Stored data
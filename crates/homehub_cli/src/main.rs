//! Command-line front-end for the household core.
//!
//! # Responsibility
//! - Build a `HubConfig` from flags and environment.
//! - Open storage, load the state cache and run one subcommand.
//!
//! # Invariants
//! - A database that cannot be opened ends the process with a non-zero exit
//!   code before any subcommand runs.

use chrono::{Local, NaiveDate, NaiveTime};
use clap::{Parser, Subcommand};
use homehub_core::db::migrations::latest_version;
use homehub_core::db::Connection;
use homehub_core::state::projection::{
    calendar_events, dashboard, journal_timeline, list_detail, shopping_overview,
};
use homehub_core::{
    core_version, default_log_level, DbLocation, HubConfig, HubService, JournalDraft, RecordId,
    Navigation, RecordRepository, Snapshot, SqliteRecordRepository, TaskDraft, TaskType, View,
};
use log::{info, warn};
use serde_json::Value;
use std::error::Error;
use std::path::PathBuf;
use std::process::ExitCode;

type CliResult = Result<(), Box<dyn Error>>;

#[derive(Parser)]
#[command(name = "homehub")]
#[command(about = "Household organizer: tasks, shopping lists, family and journal")]
struct Cli {
    /// Database file, created on first run
    #[arg(long, env = "HOMEHUB_DB", default_value = homehub_core::db::DEFAULT_DB_FILE_NAME)]
    db: PathBuf,

    /// Use a throwaway in-memory database instead of --db
    #[arg(long)]
    in_memory: bool,

    /// Log level (trace, debug, info, warn, error)
    #[arg(long, env = "HOMEHUB_LOG_LEVEL")]
    log_level: Option<String>,

    /// Directory for rolling log files; logging is off when unset
    #[arg(long, env = "HOMEHUB_LOG_DIR")]
    log_dir: Option<PathBuf>,

    /// Skip inserting default stores into an empty database
    #[arg(long)]
    no_seed: bool,

    #[command(subcommand)]
    command: Command,
}

#[derive(Subcommand)]
enum Command {
    /// Create the database and report its schema version
    Init,
    /// Insert a JSON record into a collection by name
    Add { collection: String, record: String },
    /// Upsert a JSON record; an `id` field selects the row to overwrite
    Put { collection: String, record: String },
    /// Print one record by id
    Get { collection: String, id: RecordId },
    /// Print a collection, or the whole snapshot when none is given
    List { collection: Option<String> },
    /// Create or edit a task
    Task {
        name: String,
        #[arg(long, value_parser = parse_task_type, default_value = "Appointment")]
        kind: TaskType,
        /// Defaults to today
        #[arg(long)]
        date: Option<NaiveDate>,
        /// HH:MM; omit for a daily task
        #[arg(long, value_parser = parse_clock_time)]
        time: Option<NaiveTime>,
        #[arg(long)]
        assignee: Option<String>,
        /// Existing task to overwrite
        #[arg(long)]
        id: Option<RecordId>,
    },
    /// Add a family member
    Member {
        name: String,
        #[arg(long)]
        birthday: Option<NaiveDate>,
    },
    /// Open a store's list, creating the store when missing
    Store { name: String },
    /// Add an item to a store's list
    Item { store_id: RecordId, name: String },
    /// Mark a shopping item completed, or not with --undo
    Toggle {
        id: RecordId,
        #[arg(long)]
        undo: bool,
    },
    /// Write a journal entry dated today
    Journal {
        title: String,
        #[arg(long, default_value = "")]
        content: String,
        /// Task to link the entry to
        #[arg(long)]
        task_id: Option<RecordId>,
        /// Existing entry to overwrite
        #[arg(long)]
        id: Option<RecordId>,
    },
    /// Show the day view with tasks and shopping counts
    Dashboard {
        #[arg(long)]
        date: Option<NaiveDate>,
    },
    /// Render a view by route name (dashboard, shopping, list-detail,
    /// calendar, journal)
    Show {
        view: String,
        /// Store shown by list-detail
        #[arg(long)]
        store_id: Option<RecordId>,
        /// Day shown by dashboard; defaults to today
        #[arg(long)]
        date: Option<NaiveDate>,
    },
    /// Print crate and schema versions
    Version,
}

fn main() -> ExitCode {
    let cli = Cli::parse();

    if matches!(cli.command, Command::Version) {
        println!("homehub_core version={}", core_version());
        println!("schema version={}", latest_version());
        return ExitCode::SUCCESS;
    }

    let config = HubConfig {
        db: if cli.in_memory {
            DbLocation::InMemory
        } else {
            DbLocation::File(cli.db)
        },
        log_level: cli
            .log_level
            .unwrap_or_else(|| default_log_level().to_string()),
        log_dir: cli.log_dir.map(absolute_dir),
        seed_on_first_run: !cli.no_seed,
    };

    if let Err(err) = config.init_logging() {
        eprintln!("warning: logging disabled: {err}");
    }

    let conn = match config.open_db() {
        Ok(conn) => conn,
        Err(err) => {
            eprintln!("error: {err}");
            return ExitCode::FAILURE;
        }
    };

    match run(cli.command, &conn, config.seed_on_first_run) {
        Ok(()) => ExitCode::SUCCESS,
        Err(err) => {
            warn!("event=cli_command module=cli status=error error={err}");
            eprintln!("error: {err}");
            ExitCode::FAILURE
        }
    }
}

fn run(command: Command, conn: &Connection, seed: bool) -> CliResult {
    let repo = SqliteRecordRepository::try_new(conn)?;
    let mut service = HubService::start(repo, seed)?;

    match command {
        Command::Init => {
            println!("schema version={}", latest_version());
            println!("stores={}", service.snapshot().stores.len());
        }
        Command::Add { collection, record } => {
            let id = service.repo().add_value(&collection, parse_json(&record)?)?;
            println!("{id}");
        }
        Command::Put { collection, record } => {
            let id = service.repo().put_value(&collection, parse_json(&record)?)?;
            println!("{id}");
        }
        Command::Get { collection, id } => {
            let record = service.repo().get_value(&collection, id)?;
            println!("{}", serde_json::to_string_pretty(&record)?);
        }
        Command::List {
            collection: Some(collection),
        } => {
            let records = service.repo().get_all_values(&collection)?;
            println!("{}", serde_json::to_string_pretty(&records)?);
        }
        Command::List { collection: None } => {
            println!("{}", serde_json::to_string_pretty(service.snapshot())?);
        }
        Command::Task {
            name,
            kind,
            date,
            time,
            assignee,
            id,
        } => {
            let mut draft = TaskDraft::new(name, kind, date.unwrap_or_else(today));
            draft.id = id;
            draft.time = time;
            draft.assignee = assignee;
            println!("{}", service.save_task(draft)?);
        }
        Command::Member { name, birthday } => {
            println!("{}", service.add_family_member(&name, birthday)?);
        }
        Command::Store { name } => {
            let store_id = service.open_or_create_store(&name)?;
            println!("{store_id}");
            show(service.snapshot(), View::ListDetail { store_id }, today());
        }
        Command::Item { store_id, name } => {
            println!("{}", service.add_shopping_item(store_id, &name)?);
        }
        Command::Toggle { id, undo } => {
            if !service.toggle_shopping_item(id, !undo)? {
                return Err(format!("shopping item not found: {id}").into());
            }
        }
        Command::Journal {
            title,
            content,
            task_id,
            id,
        } => {
            let draft = JournalDraft {
                id,
                title,
                content,
                task_id,
            };
            println!("{}", service.save_journal_entry(draft)?);
        }
        Command::Dashboard { date } => {
            show(service.snapshot(), View::Dashboard, date.unwrap_or_else(today));
        }
        Command::Show {
            view,
            store_id,
            date,
        } => {
            let view = View::parse(&view, store_id)?;
            show(service.snapshot(), view, date.unwrap_or_else(today));
        }
        Command::Version => {}
    }

    info!("event=cli_command module=cli status=ok");
    Ok(())
}

/// Switches to `view`, renders it and names the dialog its action button
/// would open.
fn show(snapshot: &Snapshot, view: View, day: NaiveDate) {
    let mut navigation = Navigation::new();
    navigation.switch_to(view);

    match navigation.current() {
        View::Dashboard => print_dashboard(snapshot, day),
        View::Shopping => {
            for summary in shopping_overview(snapshot) {
                let id = summary.store.id.unwrap_or_default();
                println!(
                    "{id} {}: {}/{} to buy",
                    summary.store.name, summary.needed, summary.total
                );
            }
        }
        View::ListDetail { store_id } => {
            let detail = list_detail(snapshot, store_id);
            if let Some(store) = detail.store {
                println!("{}", store.name);
            }
            for item in detail.items {
                let mark = if item.completed { "x" } else { " " };
                println!("[{mark}] {} {}", item.id.unwrap_or_default(), item.name);
            }
        }
        View::Calendar => {
            for event in calendar_events(snapshot) {
                println!(
                    "{} {} [{}]",
                    event.start.format("%Y-%m-%d %H:%M"),
                    event.title,
                    event.kind.icon_class()
                );
            }
        }
        View::Journal => {
            for entry in journal_timeline(snapshot) {
                println!("{} {}", entry.date, entry.title);
            }
        }
    }

    if let Some(modal) = navigation.trigger_action() {
        println!("action: {}", modal.id());
    }
}

fn print_dashboard(snapshot: &Snapshot, day: NaiveDate) {
    let view = dashboard(snapshot, day);

    println!("{day}");
    for task in &view.timed_tasks {
        let time = task
            .time
            .map(|time| time.format("%H:%M").to_string())
            .unwrap_or_default();
        println!("  {time} {} [{}]", task.name, task.kind.icon_class());
    }
    if view.is_daily_empty() {
        println!("  nothing else today");
        return;
    }
    for task in &view.daily_tasks {
        let who = task.assignee.as_deref().unwrap_or("anyone");
        println!("  - {} ({who})", task.name);
    }
    for summary in shopping_overview(snapshot) {
        if summary.needed > 0 {
            println!("  {}: {} to buy", summary.store.name, summary.needed);
        }
    }
}

fn absolute_dir(dir: PathBuf) -> PathBuf {
    // Why: the logger rejects relative directories, but a relative
    // `--log-dir` is what users naturally type.
    if dir.is_absolute() {
        return dir;
    }
    std::env::current_dir()
        .map(|cwd| cwd.join(&dir))
        .unwrap_or(dir)
}

fn today() -> NaiveDate {
    Local::now().date_naive()
}

fn parse_json(text: &str) -> Result<Value, serde_json::Error> {
    serde_json::from_str(text)
}

fn parse_task_type(value: &str) -> Result<TaskType, String> {
    TaskType::parse(value).ok_or_else(|| {
        let known: Vec<&str> = TaskType::ALL.iter().map(|kind| kind.as_str()).collect();
        format!("unknown task type `{value}`, expected one of {}", known.join(", "))
    })
}

fn parse_clock_time(value: &str) -> Result<NaiveTime, String> {
    NaiveTime::parse_from_str(value, "%H:%M").map_err(|err| format!("expected HH:MM: {err}"))
}

#[cfg(test)]
mod tests {
    use super::{parse_clock_time, parse_task_type, Cli, Command};
    use clap::{CommandFactory, Parser};
    use homehub_core::{TaskType, View};

    #[test]
    fn cli_definition_is_consistent() {
        Cli::command().debug_assert();
    }

    #[test]
    fn task_type_and_time_parsers() {
        assert_eq!(parse_task_type("doctor").unwrap(), TaskType::Doctor);
        assert!(parse_task_type("party").is_err());
        assert_eq!(
            parse_clock_time("09:30").unwrap().format("%H:%M").to_string(),
            "09:30"
        );
        assert!(parse_clock_time("9.30").is_err());
    }

    #[test]
    fn task_subcommand_parses_flags() {
        let cli = Cli::try_parse_from([
            "homehub",
            "--in-memory",
            "task",
            "Checkup",
            "--kind",
            "Doctor",
            "--date",
            "2024-05-01",
            "--time",
            "09:00",
        ])
        .unwrap();

        assert!(cli.in_memory);
        match cli.command {
            Command::Task {
                name, kind, time, ..
            } => {
                assert_eq!(name, "Checkup");
                assert_eq!(kind, TaskType::Doctor);
                assert!(time.is_some());
            }
            _ => panic!("expected task subcommand"),
        }
    }

    #[test]
    fn show_subcommand_resolves_route_names() {
        let cli = Cli::try_parse_from(["homehub", "show", "list-detail", "--store-id", "3"]).unwrap();
        match cli.command {
            Command::Show { view, store_id, .. } => {
                assert_eq!(
                    View::parse(&view, store_id),
                    Ok(View::ListDetail { store_id: 3 })
                );
            }
            _ => panic!("expected show subcommand"),
        }
    }
}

### Work required
Among the lines above, find those holding "PathBuf" and copy each one.

### Answer box
use std::path::PathBuf;
    db: PathBuf,
    log_dir: Option<PathBuf>,
fn absolute_dir(dir: PathBuf) -> PathBuf {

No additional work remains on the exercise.